Article Text

Protocol
Artificial intelligence-based mining of electronic health record data to accelerate the digital transformation of the national cardiovascular ecosystem: design protocol of the CardioMining study
  1. Athanasios Samaras1,
  2. Alexandra Bekiaridou1,2,
  3. Andreas S Papazoglou1,
  4. Dimitrios V Moysidis1,
  5. Grigorios Tsoumakas3,
  6. Panagiotis Bamidis4,
  7. Grigorios Tsigkas5,
  8. George Lazaros6,
  9. George Kassimis1,7,
  10. Nikolaos Fragakis7,
  11. Vassilios Vassilikos8,
  12. Ioannis Zarifis9,
  13. Dimitrios N Tziakas10,
  14. Konstantinos Tsioufis6,
  15. Periklis Davlouros5,
  16. George Giannakoulas1
  17. CardioMining Study Group
    1. 11st Department of Cardiology, University General Hospital of Thessaloniki AHEPA, Thessaloniki, Greece
    2. 2Institute of Bioelectronic Medicine, Feinstein Institutes for Medical Research, New York, New York, USA
    3. 3School of Informatics, Aristotle University of Thessaloniki, Thessaloniki, Greece
    4. 4Medical Physics and Digital Innovation Laboratory, School of Medicine, Aristotle University of Thessaloniki, Thessaloniki, Greece
    5. 5Department of Cardiology, University Hospital of Patras, Rio Patras, Greece
    6. 61st Cardiology Department, "Hippokration" General Hospital, University of Athens Medical School, Athens, Greece
    7. 72nd Cardiology Department, Hippokrateion General Hospital, Aristotle University of Thessaloniki, Thessaloniki, Greece
    8. 83rd Cardiology Department, Hippokrateion General Hospital, Aristotle University of Thessaloniki, Thessaloniki, Greece
    9. 9Department of Cardiology, "George Papanikolaou" General Hospital, Thessaloniki, Greece
    10. 10Department of Cardiology, Democritus University of Thrace, University Hospital of Alexandroupolis, Alexandroupolis, Greece
    1. Correspondence to Dr George Giannakoulas; ggiannakoulas{at}auth.gr

    Abstract

    Introduction Mining of electronic health record (EHRs) data is increasingly being implemented all over the world but mainly focuses on structured data. The capabilities of artificial intelligence (AI) could reverse the underusage of unstructured EHR data and enhance the quality of medical research and clinical care. This study aims to develop an AI-based model to transform unstructured EHR data into an organised, interpretable dataset and form a national dataset of cardiac patients.
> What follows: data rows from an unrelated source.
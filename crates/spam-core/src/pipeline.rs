//! Declarative pipelines.
//!
//! A pipeline maps collections to nested action names; each leaf is a rate
//! triple `[period_seconds, repetitions, cycles]`:
//!
//! ```yaml
//! storage:
//!   volumes:
//!     create: [60, 3, 2]
//!     attach: [30, 1, 4]
//! ```
//!
//! A file holds either one pipeline (top-level keys are collections) or a
//! map of named pipelines. JSON is accepted as well. Declaration order is
//! kept.

use std::path::Path;
use std::time::Duration;

use serde_yaml::{Mapping, Value};

use crate::actions::{ActionRef, ActionSet};
use crate::error::{Result, SpamError};
use crate::types::Collection;

pub const DEFAULT_PIPELINE: &str = "default";

// ---------------------------------------------------------------------------
// Model
// ---------------------------------------------------------------------------

#[derive(Debug, Clone, Copy, PartialEq)]
pub struct Rate {
    pub period: Duration,
    pub repetitions: u32,
    pub cycles: u32,
}

impl Rate {
    pub fn new(period_secs: f64, repetitions: u32, cycles: u32) -> Result<Self> {
        if !period_secs.is_finite() || period_secs < 0.0 {
            return Err(SpamError::InvalidPipeline(format!(
                "period must be a non-negative number of seconds, got {period_secs}"
            )));
        }
        if repetitions == 0 {
            return Err(SpamError::InvalidPipeline(
                "repetitions must be at least 1".into(),
            ));
        }
        Ok(Self {
            period: Duration::from_secs_f64(period_secs),
            repetitions,
            cycles,
        })
    }

    /// Upper bound of each pause between invocations.
    pub fn max_pause(&self) -> Duration {
        self.period / self.repetitions
    }

    pub fn invocations(&self) -> u64 {
        u64::from(self.repetitions) * u64::from(self.cycles)
    }
}

/// One leaf: an action path below the branch's collection and its rate.
#[derive(Debug, Clone, PartialEq)]
pub struct Step {
    pub path: Vec<String>,
    pub rate: Rate,
}

impl Step {
    pub fn label(&self) -> String {
        self.path.join("/")
    }
}

/// Everything declared under one collection key, in declaration order.
#[derive(Debug, Clone, PartialEq)]
pub struct Branch {
    pub collection: Collection,
    pub steps: Vec<Step>,
}

#[derive(Debug, Clone, PartialEq)]
pub struct Pipeline {
    pub name: String,
    pub branches: Vec<Branch>,
}

impl Pipeline {
    /// Resolve every step against `actions`, failing on the first unknown
    /// one.
    pub fn resolve(&self, actions: &ActionSet) -> Result<Vec<Vec<ActionRef>>> {
        self.branches
            .iter()
            .map(|branch| {
                branch
                    .steps
                    .iter()
                    .map(|step| {
                        actions
                            .resolve(branch.collection, &step.path)
                            .map_err(|e| match e {
                                SpamError::UnknownAction(what) => SpamError::UnknownAction(
                                    format!("{what} in pipeline '{}'", self.name),
                                ),
                                other => other,
                            })
                    })
                    .collect()
            })
            .collect()
    }
}

// ---------------------------------------------------------------------------
// File
// ---------------------------------------------------------------------------

#[derive(Debug, Clone, PartialEq)]
pub struct PipelineFile {
    pub pipelines: Vec<Pipeline>,
}

impl PipelineFile {
    pub fn load(path: &Path) -> Result<Self> {
        let text = std::fs::read_to_string(path)?;
        Self::parse(&text)
    }

    pub fn parse(text: &str) -> Result<Self> {
        let root: Value = serde_yaml::from_str(text)?;
        let Value::Mapping(root) = root else {
            return Err(SpamError::InvalidPipeline(
                "top level must be a mapping".into(),
            ));
        };
        if root.is_empty() {
            return Err(SpamError::InvalidPipeline("no pipelines declared".into()));
        }

        let single = root
            .keys()
            .all(|k| k.as_str().is_some_and(|k| k.parse::<Collection>().is_ok()));
        let pipelines = if single {
            vec![parse_pipeline(DEFAULT_PIPELINE, &root)?]
        } else {
            root.iter()
                .map(|(name, body)| {
                    let name = key(name, "pipeline name")?;
                    let Value::Mapping(body) = body else {
                        return Err(SpamError::InvalidPipeline(format!(
                            "pipeline '{name}' must be a mapping of collections"
                        )));
                    };
                    parse_pipeline(name, body)
                })
                .collect::<Result<Vec<_>>>()?
        };
        Ok(Self { pipelines })
    }

    /// Check every leaf of every pipeline against `actions`.
    pub fn validate(&self, actions: &ActionSet) -> Result<()> {
        for pipeline in &self.pipelines {
            pipeline.resolve(actions)?;
        }
        Ok(())
    }

    /// The pipelines named in `only`, or all of them when `only` is empty.
    pub fn select(self, only: &[String]) -> Result<Vec<Pipeline>> {
        if only.is_empty() {
            return Ok(self.pipelines);
        }
        if let Some(missing) = only
            .iter()
            .find(|name| !self.pipelines.iter().any(|p| &p.name == *name))
        {
            let known: Vec<&str> = self.pipelines.iter().map(|p| p.name.as_str()).collect();
            return Err(SpamError::InvalidPipeline(format!(
                "no pipeline named '{missing}' (declared: {})",
                known.join(", ")
            )));
        }
        Ok(self
            .pipelines
            .into_iter()
            .filter(|p| only.contains(&p.name))
            .collect())
    }
}

fn key<'a>(value: &'a Value, what: &str) -> Result<&'a str> {
    value
        .as_str()
        .ok_or_else(|| SpamError::InvalidPipeline(format!("{what} must be a string, got {value:?}")))
}

fn parse_pipeline(name: &str, body: &Mapping) -> Result<Pipeline> {
    let mut branches = Vec::new();
    for (collection, tree) in body {
        let label = key(collection, "collection")?;
        let collection: Collection = label
            .parse()
            .map_err(|e| SpamError::InvalidPipeline(format!("{name}: {e}")))?;
        let mut steps = Vec::new();
        walk(tree, &mut Vec::new(), &mut steps)
            .map_err(|e| SpamError::InvalidPipeline(format!("{name}/{label}: {e}")))?;
        if steps.is_empty() {
            return Err(SpamError::InvalidPipeline(format!(
                "{name}/{label}: no actions declared"
            )));
        }
        branches.push(Branch { collection, steps });
    }
    Ok(Pipeline {
        name: name.to_string(),
        branches,
    })
}

/// Depth-first walk collecting leaves in declaration order. Errors carry
/// the offending path.
fn walk(node: &Value, path: &mut Vec<String>, steps: &mut Vec<Step>) -> std::result::Result<(), String> {
    match node {
        Value::Mapping(children) => {
            for (name, child) in children {
                let name = name
                    .as_str()
                    .ok_or_else(|| format!("{}: action names must be strings", path.join("/")))?;
                path.push(name.to_string());
                walk(child, path, steps)?;
                path.pop();
            }
            Ok(())
        }
        Value::Sequence(items) => {
            let rate = parse_rate(items).map_err(|e| format!("{}: {e}", path.join("/")))?;
            steps.push(Step {
                path: path.clone(),
                rate,
            });
            Ok(())
        }
        other => Err(format!(
            "{}: expected a mapping or [period, repetitions, cycles], got {other:?}",
            path.join("/")
        )),
    }
}

fn parse_rate(items: &[Value]) -> std::result::Result<Rate, String> {
    let [period, repetitions, cycles] = items else {
        return Err(format!("expected 3 rate values, got {}", items.len()));
    };
    let period = period
        .as_f64()
        .ok_or_else(|| format!("period must be a number, got {period:?}"))?;
    let count = |v: &Value, what: &str| {
        v.as_u64()
            .and_then(|n| u32::try_from(n).ok())
            .ok_or_else(|| format!("{what} must be a non-negative integer, got {v:?}"))
    };
    Rate::new(
        period,
        count(repetitions, "repetitions")?,
        count(cycles, "cycles")?,
    )
    .map_err(|e| e.to_string())
}

#[cfg(test)]
mod tests {
    use super::*;

    #[test]
    fn single_pipeline_keeps_declaration_order() {
        let file = PipelineFile::parse(
            "storage:\n  volumes:\n    create: [60, 3, 2]\n    attach: [30, 1, 4]\nidentity:\n  projects:\n    create: [1.5, 1, 1]\n",
        )
        .unwrap();
        assert_eq!(file.pipelines.len(), 1);
        let pipeline = &file.pipelines[0];
        assert_eq!(pipeline.name, DEFAULT_PIPELINE);
        assert_eq!(pipeline.branches[0].collection, Collection::Storage);
        assert_eq!(pipeline.branches[1].collection, Collection::Identity);

        let labels: Vec<String> = pipeline.branches[0].steps.iter().map(Step::label).collect();
        assert_eq!(labels, ["volumes/create", "volumes/attach"]);
        assert_eq!(
            pipeline.branches[0].steps[0].rate,
            Rate::new(60.0, 3, 2).unwrap()
        );
        assert_eq!(
            pipeline.branches[1].steps[0].rate.period,
            Duration::from_millis(1500)
        );
    }

    #[test]
    fn named_pipelines_parse_from_json() {
        let file = PipelineFile::parse(
            r#"{"steady": {"cinder": {"volumes": {"create": [10, 5, 2]}}},
                "burst": {"nova": {"servers": {"create": [1, 1, 1]}}}}"#,
        )
        .unwrap();
        let names: Vec<&str> = file.pipelines.iter().map(|p| p.name.as_str()).collect();
        assert_eq!(names, ["steady", "burst"]);
        assert_eq!(file.pipelines[1].branches[0].collection, Collection::Compute);
    }

    #[test]
    fn zero_repetitions_is_rejected() {
        let err = PipelineFile::parse("storage:\n  volumes:\n    create: [10, 0, 1]\n").unwrap_err();
        let msg = err.to_string();
        assert!(msg.contains("repetitions"), "{msg}");
        assert!(msg.contains("volumes/create"), "{msg}");
    }

    #[test]
    fn malformed_leaves_are_rejected() {
        for text in [
            "storage:\n  volumes:\n    create: [10, 1]\n",
            "storage:\n  volumes:\n    create: 5\n",
            "storage:\n  volumes:\n    create: [-1, 1, 1]\n",
            "storage: {}\n",
            "[1, 2, 3]\n",
        ] {
            assert!(PipelineFile::parse(text).is_err(), "{text}");
        }
    }

    #[test]
    fn validate_rejects_unknown_actions() {
        let actions = ActionSet::default();
        let ok = PipelineFile::parse("storage:\n  volumes:\n    attach: [1, 1, 1]\n").unwrap();
        assert!(ok.validate(&actions).is_ok());

        let bad = PipelineFile::parse("storage:\n  volumes:\n    explode: [1, 1, 1]\n").unwrap();
        assert!(matches!(
            bad.validate(&actions).unwrap_err(),
            SpamError::UnknownAction(_)
        ));

        let nested = PipelineFile::parse("network:\n  subnets:\n    create:\n      fast: [1, 1, 1]\n").unwrap();
        assert!(nested.validate(&actions).is_err());
    }

    #[test]
    fn select_filters_by_name() {
        let file = PipelineFile::parse(
            "a:\n  storage:\n    volumes:\n      create: [1, 1, 1]\nb:\n  image:\n    images:\n      create: [1, 1, 1]\n",
        )
        .unwrap();
        let picked = file.clone().select(&["b".to_string()]).unwrap();
        assert_eq!(picked.len(), 1);
        assert_eq!(picked[0].name, "b");
        assert!(file.select(&["c".to_string()]).is_err());
    }

    #[test]
    fn rate_bounds() {
        let rate = Rate::new(10.0, 5, 2).unwrap();
        assert_eq!(rate.max_pause(), Duration::from_secs(2));
        assert_eq!(rate.invocations(), 10);
    }
}
use super::{attrs, create_named, delete_random, ActionSpec, Effect};
use crate::types::ResourceKind;

pub(super) fn actions() -> Vec<ActionSpec> {
    vec![
        action! {
            kind: ResourceKind::Container,
            verb: "create",
            handler: |ctx| create_named(ctx, ResourceKind::Container, |_| attrs(serde_json::json!({}))),
            effect: Effect::Register(ResourceKind::Container)
        },
        action! {
            kind: ResourceKind::Container,
            verb: "delete",
            handler: |ctx| delete_random(ctx, ResourceKind::Container),
            effect: Effect::Deregister(ResourceKind::Container)
        },
    ]
}
use rand::Rng;
use serde_json::json;

use super::{attrs, create_named, delete_random, rename, ActionContext, ActionSpec, Effect, Outcome};
use crate::error::{Result, SpamError};
use crate::subnet::{self, Block, MAX_PREFIX, MIN_PREFIX, POOL};
use crate::types::ResourceKind;

pub(super) fn actions() -> Vec<ActionSpec> {
    let mut specs = vec![
        action! {
            kind: ResourceKind::Network,
            verb: "create",
            handler: |ctx| create_named(ctx, ResourceKind::Network, |_| {
                attrs(json!({ "admin_state_up": true }))
            }),
            effect: Effect::Register(ResourceKind::Network)
        },
        action! {
            kind: ResourceKind::Router,
            verb: "create",
            handler: |ctx| create_named(ctx, ResourceKind::Router, |_| {
                attrs(json!({ "admin_state_up": true }))
            }),
            effect: Effect::Register(ResourceKind::Router)
        },
        action! {
            kind: ResourceKind::Subnet,
            verb: "create",
            handler: create_subnet,
            effect: Effect::Register(ResourceKind::Subnet)
        },
        action! {
            kind: ResourceKind::Port,
            verb: "create",
            handler: create_port,
            effect: Effect::Register(ResourceKind::Port)
        },
    ];

    // update and delete behave the same for every network kind
    specs.extend([
        action! {
            kind: ResourceKind::Network,
            verb: "update",
            handler: |ctx| rename(ctx, ResourceKind::Network),
            effect: Effect::Register(ResourceKind::Network)
        },
        action! {
            kind: ResourceKind::Network,
            verb: "delete",
            handler: |ctx| delete_random(ctx, ResourceKind::Network),
            effect: Effect::Deregister(ResourceKind::Network)
        },
        action! {
            kind: ResourceKind::Subnet,
            verb: "update",
            handler: |ctx| rename(ctx, ResourceKind::Subnet),
            effect: Effect::Register(ResourceKind::Subnet)
        },
        action! {
            kind: ResourceKind::Subnet,
            verb: "delete",
            handler: |ctx| delete_random(ctx, ResourceKind::Subnet),
            effect: Effect::Deregister(ResourceKind::Subnet)
        },
        action! {
            kind: ResourceKind::Router,
            verb: "update",
            handler: |ctx| rename(ctx, ResourceKind::Router),
            effect: Effect::Register(ResourceKind::Router)
        },
        action! {
            kind: ResourceKind::Router,
            verb: "delete",
            handler: |ctx| delete_random(ctx, ResourceKind::Router),
            effect: Effect::Deregister(ResourceKind::Router)
        },
        action! {
            kind: ResourceKind::Port,
            verb: "update",
            handler: |ctx| rename(ctx, ResourceKind::Port),
            effect: Effect::Register(ResourceKind::Port)
        },
        action! {
            kind: ResourceKind::Port,
            verb: "delete",
            handler: |ctx| delete_random(ctx, ResourceKind::Port),
            effect: Effect::Deregister(ResourceKind::Port)
        },
    ]);
    specs
}

/// A subnet on a random tracked network, carved from free pool space that
/// overlaps none of that network's subnets.
fn create_subnet(ctx: &ActionContext<'_>) -> Result<Outcome> {
    let network_id = ctx.pick(ResourceKind::Network)?;
    let network = ctx.lookup(ResourceKind::Network, &network_id)?;
    let taken: Vec<Block> = ctx
        .api(ResourceKind::Subnet)?
        .list()?
        .iter()
        .filter(|s| s.str_attr("network_id") == Some(network.id.as_str()))
        .filter_map(|s| s.str_attr("cidr")?.parse().ok())
        .collect();
    let prefix = rand::thread_rng().gen_range(MIN_PREFIX..=MAX_PREFIX);
    let cidr = subnet::allocate(&taken, prefix)
        .ok_or_else(|| SpamError::EmptySelection(format!("free /{prefix} in {POOL}")))?;

    create_named(ctx, ResourceKind::Subnet, |_| {
        attrs(json!({
            "network_id": network.id,
            "cidr": cidr.to_string(),
            "ip_version": 4,
            "enable_dhcp": false,
        }))
    })
}

fn create_port(ctx: &ActionContext<'_>) -> Result<Outcome> {
    let network_id = ctx.pick(ResourceKind::Network)?;
    let network = ctx.lookup(ResourceKind::Network, &network_id)?;
    create_named(ctx, ResourceKind::Port, |_| {
        attrs(json!({ "network_id": network.id, "admin_state_up": true }))
    })
}

#[cfg(test)]
mod tests {
    use super::*;
    use crate::actions::ActionSet;
    use crate::testing::Fixture;
    use crate::types::Collection;

    fn run(fx: &Fixture, kind: &str, verb: &str) -> Outcome {
        let set = ActionSet::default();
        let action = set
            .resolve(Collection::Network, &[kind.to_string(), verb.to_string()])
            .unwrap();
        let ctx = crate::actions::ActionContext::new(&fx.keeper, fx.admin.as_ref());
        set.invoke(action, &ctx).unwrap()
    }

    #[test]
    fn subnet_without_network_is_skipped() {
        let fx = Fixture::new();
        assert!(matches!(run(&fx, "subnets", "create"), Outcome::Skipped(_)));
        assert!(fx.cloud.objects(ResourceKind::Subnet).is_empty());
    }

    #[test]
    fn subnets_on_one_network_never_overlap() {
        let fx = Fixture::new();
        assert!(matches!(run(&fx, "networks", "create"), Outcome::Created(_)));
        for _ in 0..6 {
            assert!(matches!(run(&fx, "subnets", "create"), Outcome::Created(_)));
        }

        let blocks: Vec<Block> = fx
            .cloud
            .objects(ResourceKind::Subnet)
            .iter()
            .map(|s| s.str_attr("cidr").unwrap().parse().unwrap())
            .collect();
        assert_eq!(blocks.len(), 6);
        for (i, a) in blocks.iter().enumerate() {
            assert!(POOL.overlaps(a));
            for b in &blocks[i + 1..] {
                assert!(!a.overlaps(b), "{a} overlaps {b}");
            }
        }
        assert_eq!(fx.store.len(&ResourceKind::Subnet.namespace()).unwrap(), 6);
    }

    #[test]
    fn network_with_subnet_fails_to_delete_and_stays_tracked() {
        let fx = Fixture::new();
        run(&fx, "networks", "create");
        run(&fx, "subnets", "create");

        assert!(matches!(run(&fx, "networks", "delete"), Outcome::Failed(_)));
        assert_eq!(fx.store.len(&ResourceKind::Network.namespace()).unwrap(), 1);

        assert!(matches!(run(&fx, "subnets", "delete"), Outcome::Deleted(_)));
        assert!(matches!(run(&fx, "networks", "delete"), Outcome::Deleted(_)));
        assert_eq!(fx.store.len(&ResourceKind::Network.namespace()).unwrap(), 0);
    }

    #[test]
    fn port_lands_on_tracked_network() {
        let fx = Fixture::new();
        let Outcome::Created(net) = run(&fx, "networks", "create") else {
            panic!("network not created");
        };
        let Outcome::Created(port) = run(&fx, "ports", "create") else {
            panic!("port not created");
        };
        assert_eq!(port.str_attr("network_id"), Some(net.id.as_str()));
        assert!(matches!(run(&fx, "ports", "update"), Outcome::Updated(_)));
    }
}
use rand::{distributions::Alphanumeric, seq::SliceRandom, Rng};

const WORDS: &[&str] = &[
    "amber", "basalt", "cedar", "delta", "ember", "fjord", "granite", "harbor", "iris", "juniper",
    "kestrel", "lagoon", "meadow", "nebula", "onyx", "pine", "quartz", "raven", "sierra", "tundra",
];

fn token(len: usize) -> String {
    rand::thread_rng()
        .sample_iter(&Alphanumeric)
        .take(len)
        .map(char::from)
        .collect()
}

/// A random lowercase resource name: `{prefix}-{word}-{suffix}`.
pub fn resource_name(prefix: &str) -> String {
    let word = WORDS.choose(&mut rand::thread_rng()).copied().unwrap_or("node");
    format!("{prefix}-{word}-{}", token(6).to_lowercase())
}

/// Generate a random 16-character password.
pub fn password() -> String {
    token(16)
}

pub fn email(name: &str) -> String {
    format!("{name}@{}.example", token(5).to_lowercase())
}

pub fn description() -> String {
    let mut rng = rand::thread_rng();
    let words: Vec<&str> = WORDS.choose_multiple(&mut rng, 4).copied().collect();
    words.join(" ")
}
    Methods and analysis CardioMining is a retrospective, multicentre study based on large, longitudinal data obtained from unstructured EHRs of the largest tertiary hospitals in Greece. Demographics, hospital administrative data, medical history, medications, laboratory examinations, imaging reports, therapeutic interventions, in-hospital management and postdischarge instructions will be collected, coupled with structured prognostic data from the National Institute of Health. The target number of included patients is 100 000. Natural language processing techniques will facilitate data mining from the unstructured EHRs. The accuracy of the automated model will be compared with the manual data extraction by study investigators. Machine learning tools will provide data analytics. CardioMining aims to cultivate the digital transformation of the national cardiovascular system and fill the gap in medical recording and big data analysis using validated AI techniques.

    Ethics and dissemination This study will be conducted in keeping with the International Conference on Harmonisation Good Clinical Practice guidelines, the Declaration of Helsinki, the Data Protection Code of the European Data Protection Authority and the European General Data Protection Regulation. The Research Ethics Committee of the Aristotle University of Thessaloniki and Scientific and Ethics Council of the AHEPA University Hospital have approved this study. Study findings will be disseminated through peer-reviewed medical journals and international conferences. International collaborations with other cardiovascular registries will be attempted.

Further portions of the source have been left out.